[comp.unix.questions] An awk question or two... answered

rwl@uvacs.CS.VIRGINIA.EDU (Ray Lubinsky) (09/13/87)

In article <3931@well.UUCP>, daniels@well.UUCP (Dan Smith) writes:
> 
> 	Command lines, passing variables to awk:
> 	awk -f comline.awk comvar=\"SUB\" ascii.h
> 	this is the file comline.awk:
> 	comvar	{ print }
:
> 	What I want to do is to pass *two* command line variables, and
> have awk work on the lines within the two patterns -- such as:
:
> 	comlinevar1, comlinevar2 {
> 		/-f/	{ print $2 }
> 	}

Awk(1) simply doesn't allow for variables in the pattern specifications so if
you want to bundle your script into a neat package that will accept command
line options you should use a shell script to handle the insertion of options.

The first problem would become the script:

	#! /bin/sh
	awk '/'$1'/ { print }' ascii.h

where the string SUB would be the argument to the script and the second could
be either:

	#! /bin/sh
	awk '
	$1 == "'$1'" { ok = 1 ; next }
	$1 == "-f" && ok != 0 { S[n++] = $2 ; next }
	$1 == "'$2'" { if (ok) { for (s in S) { print S[s] } ; ok = n = 0 } }
	'

which is pretty rigorous, or it could be:

	#! /bin/sh
	awk '$1 == "'$1'" , $1 == "'$2'" { if ($1 == "-f") print $2 }'

which is a lot simpler but (at least under 4.2 BSD's awk(1)) prints matching
lines between the last occurance of the first pattern and the end of the file,
i.e., without checking to realize that it hadn't seen the second pattern.

Using the shell to insert the arguments from the shell script's command line
overcomes the problems of trying to get awk(1) to do it.  Note that in the
scripts, everything between pairs of matching single quotes will be the parts
of the awk(1) program passed uninterpreted, while those parts outside of the
single quote pairs will be processed before being passed as part of the
argument string to awk(1).

The construct ``$1'' inside single quotes will be passed literally to awk(1)
which will, when interpreting the awk(1) script, use that to mean the string in
the first field.  The same construct outside of the single quotes is
interpreted by the shell to mean the first argument on the command line of the
shell script and will be replaced by that string as the shell passes the
program to awk(1).

I would advise against using double quotes like this:

	awk "$1 ~ /foo/ { print }"

because the shell is allowed to interpret shell variables within pairs of
double quotes and the ``$1'' will be substituted with the first command line
argument to the shell script rather than passed literally as ``$1'' for awk(1)
to see as meaning the first field in its input line.

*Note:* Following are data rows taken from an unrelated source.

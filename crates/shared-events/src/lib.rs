//! # Shared Events - Typed Observer Registries
//!
//! Every subsystem owns the events it emits. There is no global dispatcher:
//! a consumer subscribes directly on the producer's `Event<T>`.
//!
//! ```text
//! ┌──────────────┐   attach(handler)   ┌──────────────┐
//! │  Consumer    │ ──────────────────→ │  Producer    │
//! │              │                     │  Event<T>    │
//! │  handler(&T) │ ←────────────────── │  trigger(&T) │
//! └──────────────┘   synchronous call  └──────────────┘
//! ```
//!
//! ## Delivery Rules
//!
//! - `trigger` is synchronous: it returns once every handler has run.
//! - The subscriber list is snapshotted before invocation, so handlers may
//!   attach, detach or re-trigger without deadlocking.
//! - No lock of the registry is held while a handler runs.

// Allow in tests
#![cfg_attr(test, allow(clippy::unwrap_used))]

pub mod event;

pub use event::{Event, Handler, SubscriptionId};
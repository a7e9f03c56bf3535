//! Parse error codes.
//!
//! [`HttpErrno`] is the symbolic error recorded in the parser state. Each
//! code owns a short identifier and a human readable sentence, both with
//! `'static` lifetime.

use std::fmt;

macro_rules! http_errnos {
    ($($variant:ident = $code:literal => ($name:literal, $description:literal),)+) => {
        /// The most recent parse error, or [`HttpErrno::Ok`] when none occurred.
        #[derive(Debug, Clone, Copy, PartialEq, Eq, Hash)]
        #[repr(u8)]
        pub enum HttpErrno {
            $(
                #[doc = $description]
                $variant = $code,
            )+
        }

        const ERRNOS: &[HttpErrno] = &[$(HttpErrno::$variant,)+];

        impl HttpErrno {
            /// Returns the short identifier, e.g. `"HPE_INVALID_METHOD"`.
            #[must_use]
            pub const fn name(self) -> &'static str {
                match self {
                    $(HttpErrno::$variant => $name,)+
                }
            }

            /// Returns the human readable description, e.g. `"invalid HTTP method"`.
            #[must_use]
            pub const fn description(self) -> &'static str {
                match self {
                    $(HttpErrno::$variant => $description,)+
                }
            }
        }
    };
}

http_errnos! {
    Ok = 0 => ("HPE_OK", "success"),
    CbMessageBegin = 1 => ("HPE_CB_message_begin", "the on_message_begin callback failed"),
    CbUrl = 2 => ("HPE_CB_url", "the on_url callback failed"),
    CbHeaderField = 3 => ("HPE_CB_header_field", "the on_header_field callback failed"),
    CbHeaderValue = 4 => ("HPE_CB_header_value", "the on_header_value callback failed"),
    CbHeadersComplete = 5 => ("HPE_CB_headers_complete", "the on_headers_complete callback failed"),
    CbBody = 6 => ("HPE_CB_body", "the on_body callback failed"),
    CbMessageComplete = 7 => ("HPE_CB_message_complete", "the on_message_complete callback failed"),
    CbStatus = 8 => ("HPE_CB_status", "the on_status callback failed"),
    InvalidEofState = 9 => ("HPE_INVALID_EOF_STATE", "stream ended at an unexpected time"),
    HeaderOverflow = 10 => ("HPE_HEADER_OVERFLOW", "too many header bytes seen; overflow detected"),
    ClosedConnection = 11 => ("HPE_CLOSED_CONNECTION", "data received after completed connection: close message"),
    InvalidVersion = 12 => ("HPE_INVALID_VERSION", "invalid HTTP version"),
    InvalidStatus = 13 => ("HPE_INVALID_STATUS", "invalid HTTP status code"),
    InvalidMethod = 14 => ("HPE_INVALID_METHOD", "invalid HTTP method"),
    InvalidUrl = 15 => ("HPE_INVALID_URL", "invalid URL"),
    LfExpected = 16 => ("HPE_LF_EXPECTED", "LF character expected"),
    InvalidHeaderToken = 17 => ("HPE_INVALID_HEADER_TOKEN", "invalid character in header"),
    InvalidContentLength = 18 => ("HPE_INVALID_CONTENT_LENGTH", "invalid character in content-length header"),
    UnexpectedContentLength = 19 => ("HPE_UNEXPECTED_CONTENT_LENGTH", "unexpected content-length header"),
    InvalidChunkSize = 20 => ("HPE_INVALID_CHUNK_SIZE", "invalid character in chunk size header"),
    InvalidConstant = 21 => ("HPE_INVALID_CONSTANT", "invalid constant string"),
    InvalidTransferEncoding = 22 => ("HPE_INVALID_TRANSFER_ENCODING", "request has invalid transfer-encoding"),
    Paused = 23 => ("HPE_PAUSED", "parser is paused"),
    Unknown = 24 => ("HPE_UNKNOWN", "an unknown error occurred"),
}

impl HttpErrno {
    /// Returns `true` for [`HttpErrno::Ok`].
    #[inline]
    #[must_use]
    pub const fn is_ok(self) -> bool {
        matches!(self, HttpErrno::Ok)
    }

    /// Returns the stable numeric code of this error.
    #[inline]
    #[must_use]
    pub const fn code(self) -> u8 {
        self as u8
    }

    /// Looks up an error by its numeric code.
    #[must_use]
    pub fn from_code(code: u8) -> Option<Self> {
        ERRNOS.get(usize::from(code)).copied()
    }
}

impl Default for HttpErrno {
    fn default() -> Self {
        HttpErrno::Ok
    }
}

impl fmt::Display for HttpErrno {
    fn fmt(&self, f: &mut fmt::Formatter<'_>) -> fmt::Result {
        f.write_str(self.description())
    }
}

#[cfg(test)]
mod tests {
    use super::*;

    #[test]
    fn no_error_sentinel() {
        let errno = HttpErrno::default();
        assert!(errno.is_ok());
        assert_eq!(errno.name(), "HPE_OK");
        assert_eq!(errno.description(), "success");
        assert_eq!(errno.to_string(), "success");
    }

    #[test]
    fn codes_follow_table_order() {
        for (index, errno) in ERRNOS.iter().enumerate() {
            assert_eq!(usize::from(errno.code()), index);
            assert_eq!(HttpErrno::from_code(errno.code()), Some(*errno));
        }
        assert_eq!(HttpErrno::from_code(200), None);
    }

    #[test]
    fn every_error_has_name_and_description() {
        for errno in ERRNOS {
            assert!(errno.name().starts_with("HPE_"));
            assert!(!errno.description().is_empty());
        }
        assert_eq!(HttpErrno::InvalidMethod.name(), "HPE_INVALID_METHOD");
        assert_eq!(HttpErrno::InvalidMethod.description(), "invalid HTTP method");
    }
}
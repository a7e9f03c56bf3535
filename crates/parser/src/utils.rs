//! Utility macros used internally by the parser crate.

/// Returns early with an error if a condition is not met.
///
/// Like `assert!`, but returns `Err($error)` instead of panicking.
///
/// ```ignore
/// ensure!(header_count <= max_headers, ParseError::too_many_headers(max_headers));
/// ```
macro_rules! ensure {
    ($predicate:expr, $error:expr) => {
        if !$predicate {
            return Err($error);
        }
    };
}

pub(crate) use ensure;
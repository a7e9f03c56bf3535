use std::io;
use thiserror::Error;

use crate::protocol::HttpErrno;

/// Longest prefix of a rejected method token kept in [`ParseError::InvalidMethod`].
pub const MAX_METHOD_TOKEN_LEN: usize = 16;

#[derive(Error, Debug)]
pub enum ParseError {
    #[error("header size too large, current: {current_size} exceed the limit {max_size}")]
    TooLargeHeader { current_size: usize, max_size: usize },

    #[error("header number exceed the limit {max_num}")]
    TooManyHeaders { max_num: usize },

    #[error("invalid header: {reason}")]
    InvalidHeader { reason: String },

    #[error("invalid http version: {0:?}")]
    InvalidVersion(Option<u8>),

    #[error("invalid http method: {token}")]
    InvalidMethod { token: String },

    #[error("invalid http uri")]
    InvalidUri,

    #[error("invalid http status")]
    InvalidStatus,

    #[error("invalid new line in message head")]
    LfExpected,

    #[error("invalid token in message head")]
    InvalidConstant,

    #[error("invalid content-length header: {reason}")]
    InvalidContentLength { reason: String },

    #[error("transfer-encoding and content-length both present in headers")]
    UnexpectedContentLength,

    #[error("invalid transfer-encoding header: {reason}")]
    InvalidTransferEncoding { reason: String },

    #[error("invalid chunk size: {reason}")]
    InvalidChunkSize { reason: String },

    #[error("invalid chunk delimiter: {reason}")]
    InvalidChunkDelimiter { reason: String },

    #[error("data received after the connection was marked to close")]
    ClosedConnection,

    #[error("stream ended in the middle of a message")]
    UnexpectedEof,

    #[error("parser is paused")]
    Paused,

    #[error("parsing halted by handler: {errno}")]
    CallbackHalted { errno: HttpErrno },

    #[error("parsing halted: {errno}")]
    Halted { errno: HttpErrno },

    #[error("incomplete message: {reason}")]
    IncompleteMessage { reason: String },

    #[error("io error: {source}")]
    Io {
        #[from]
        source: io::Error,
    },
}

impl ParseError {
    pub fn too_large_header(current_size: usize, max_size: usize) -> Self {
        Self::TooLargeHeader { current_size, max_size }
    }

    pub fn too_many_headers(max_num: usize) -> Self {
        Self::TooManyHeaders { max_num }
    }

    pub fn invalid_header<S: ToString>(str: S) -> Self {
        Self::InvalidHeader { reason: str.to_string() }
    }

    /// Keeps at most [`MAX_METHOD_TOKEN_LEN`] bytes of `token`.
    pub fn invalid_method(token: &[u8]) -> Self {
        let token = &token[..token.len().min(MAX_METHOD_TOKEN_LEN)];
        Self::InvalidMethod { token: String::from_utf8_lossy(token).into_owned() }
    }

    pub fn invalid_content_length<S: ToString>(str: S) -> Self {
        Self::InvalidContentLength { reason: str.to_string() }
    }

    pub fn invalid_transfer_encoding<S: ToString>(str: S) -> Self {
        Self::InvalidTransferEncoding { reason: str.to_string() }
    }

    pub fn invalid_chunk_size<S: ToString>(str: S) -> Self {
        Self::InvalidChunkSize { reason: str.to_string() }
    }

    pub fn invalid_chunk_delimiter<S: ToString>(str: S) -> Self {
        Self::InvalidChunkDelimiter { reason: str.to_string() }
    }

    pub fn callback_halted(errno: HttpErrno) -> Self {
        Self::CallbackHalted { errno }
    }

    pub fn incomplete_message<S: ToString>(str: S) -> Self {
        Self::IncompleteMessage { reason: str.to_string() }
    }

    pub fn io<E: Into<io::Error>>(e: E) -> Self {
        Self::Io { source: e.into() }
    }

    /// The error code recorded in the parser state when this error halts parsing.
    #[must_use]
    pub fn errno(&self) -> HttpErrno {
        match self {
            ParseError::TooLargeHeader { .. } | ParseError::TooManyHeaders { .. } => HttpErrno::HeaderOverflow,
            ParseError::InvalidHeader { .. } => HttpErrno::InvalidHeaderToken,
            ParseError::InvalidVersion(_) => HttpErrno::InvalidVersion,
            ParseError::InvalidMethod { .. } => HttpErrno::InvalidMethod,
            ParseError::InvalidUri => HttpErrno::InvalidUrl,
            ParseError::InvalidStatus => HttpErrno::InvalidStatus,
            ParseError::LfExpected | ParseError::InvalidChunkDelimiter { .. } => HttpErrno::LfExpected,
            ParseError::InvalidConstant => HttpErrno::InvalidConstant,
            ParseError::InvalidContentLength { .. } => HttpErrno::InvalidContentLength,
            ParseError::UnexpectedContentLength => HttpErrno::UnexpectedContentLength,
            ParseError::InvalidTransferEncoding { .. } => HttpErrno::InvalidTransferEncoding,
            ParseError::InvalidChunkSize { .. } => HttpErrno::InvalidChunkSize,
            ParseError::ClosedConnection => HttpErrno::ClosedConnection,
            ParseError::UnexpectedEof => HttpErrno::InvalidEofState,
            ParseError::Paused => HttpErrno::Paused,
            ParseError::CallbackHalted { errno } | ParseError::Halted { errno } => *errno,
            ParseError::IncompleteMessage { .. } | ParseError::Io { .. } => HttpErrno::Unknown,
        }
    }
}

impl From<HttpErrno> for ParseError {
    fn from(errno: HttpErrno) -> Self {
        match errno {
            HttpErrno::InvalidEofState => ParseError::UnexpectedEof,
            HttpErrno::ClosedConnection => ParseError::ClosedConnection,
            HttpErrno::Paused => ParseError::Paused,
            HttpErrno::UnexpectedContentLength => ParseError::UnexpectedContentLength,
            HttpErrno::InvalidStatus => ParseError::InvalidStatus,
            HttpErrno::InvalidUrl => ParseError::InvalidUri,
            HttpErrno::LfExpected => ParseError::LfExpected,
            HttpErrno::InvalidConstant => ParseError::InvalidConstant,
            HttpErrno::CbMessageBegin
            | HttpErrno::CbUrl
            | HttpErrno::CbHeaderField
            | HttpErrno::CbHeaderValue
            | HttpErrno::CbHeadersComplete
            | HttpErrno::CbBody
            | HttpErrno::CbMessageComplete
            | HttpErrno::CbStatus => ParseError::callback_halted(errno),
            other => ParseError::Halted { errno: other },
        }
    }
}

#[cfg(test)]
mod tests {
    use super::*;

    #[test]
    fn errno_mapping() {
        assert_eq!(ParseError::too_many_headers(64).errno(), HttpErrno::HeaderOverflow);
        assert_eq!(ParseError::too_large_header(9000, 8192).errno(), HttpErrno::HeaderOverflow);
        assert_eq!(ParseError::invalid_method(b"BREW").errno(), HttpErrno::InvalidMethod);
        assert_eq!(ParseError::invalid_chunk_size("xyz").errno(), HttpErrno::InvalidChunkSize);
        assert_eq!(ParseError::callback_halted(HttpErrno::CbUrl).errno(), HttpErrno::CbUrl);
        assert_eq!(ParseError::io(io::Error::other("boom")).errno(), HttpErrno::Unknown);
    }

    #[test]
    fn from_errno_keeps_code() {
        for errno in [
            HttpErrno::ClosedConnection,
            HttpErrno::CbBody,
            HttpErrno::InvalidEofState,
            HttpErrno::Paused,
            HttpErrno::InvalidMethod,
            HttpErrno::HeaderOverflow,
        ] {
            assert_eq!(ParseError::from(errno).errno(), errno);
        }
    }

    #[test]
    fn from_errno_variants() {
        assert!(matches!(ParseError::from(HttpErrno::CbUrl), ParseError::CallbackHalted { .. }));
        assert!(matches!(ParseError::from(HttpErrno::InvalidMethod), ParseError::Halted { .. }));
        assert_eq!(ParseError::from(HttpErrno::InvalidMethod).to_string(), "parsing halted: invalid HTTP method");
    }

    #[test]
    fn invalid_method_token_is_capped() {
        let ParseError::InvalidMethod { token } = ParseError::invalid_method(&[b'X'; 4096]) else {
            panic!("expected an invalid method");
        };
        assert_eq!(token.len(), MAX_METHOD_TOKEN_LEN);
    }

    #[test]
    fn display() {
        assert_eq!(ParseError::invalid_method(b"BREW").to_string(), "invalid http method: BREW");
        assert_eq!(
            ParseError::callback_halted(HttpErrno::CbBody).to_string(),
            "parsing halted by handler: the on_body callback failed"
        );
    }
}
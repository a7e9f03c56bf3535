//! Streaming decoders for HTTP/1.x messages
//!
//! Every decoder here implements [`tokio_util::codec::Decoder`], so it can be
//! driven by hand over a [`BytesMut`](bytes::BytesMut) or wrapped in a
//! [`FramedRead`](tokio_util::codec::FramedRead).
//!
//! # Architecture
//!
//! - Low level, one message piece per item:
//!   - [`HeaderDecoder`]: request or status line plus header fields
//!   - [`PayloadDecoder`]: fixed length, chunked, until-close or empty bodies
//!   - [`MessageDecoder`]: heads followed by their payloads, message after message
//!
//! - High level, one complete request per item:
//!   - [`RequestCodec`]: drives an [`HttpParser`](crate::parser::HttpParser)
//!     and yields `http::Request<Bytes>` values
//!
//! # Example
//!
//! ```
//! use micro_http_parser::codec::RequestCodec;
//! use tokio_util::codec::Decoder;
//! use bytes::BytesMut;
//!
//! let mut codec = RequestCodec::new();
//! let mut buffer = BytesMut::from("GET /a HTTP/1.1\r\n\r\nGET /b HTTP/1.1\r\n\r\n");
//!
//! let first = codec.decode(&mut buffer).unwrap().unwrap();
//! let second = codec.decode(&mut buffer).unwrap().unwrap();
//! assert_eq!(first.uri(), "/a");
//! assert_eq!(second.uri(), "/b");
//! ```

mod body;
mod header;
mod message_decoder;
mod request_codec;

pub use body::PayloadDecoder;
pub use header::{HeaderDecoder, StartLineProgress};
pub use message_decoder::MessageDecoder;
pub use request_codec::RequestCodec;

Also, I would avoid using csh(1) to interpret the shell script.  Using sh(1)
lets you do nice things like inserting literal newlines within a single-
or double-quote delimited argument string and that makes writing in-line awk(1)
programs a lot easier in the script.

-- 
| Ray Lubinsky         Department of Computer Science, University of Virginia |
|                      UUCP:      ...!uunet!virginia!uvacs!rwl                |
|                      CSNET:     rwl@cs.virginia.edu                         |
|                      BITNET:    rwl8y@virginia                              |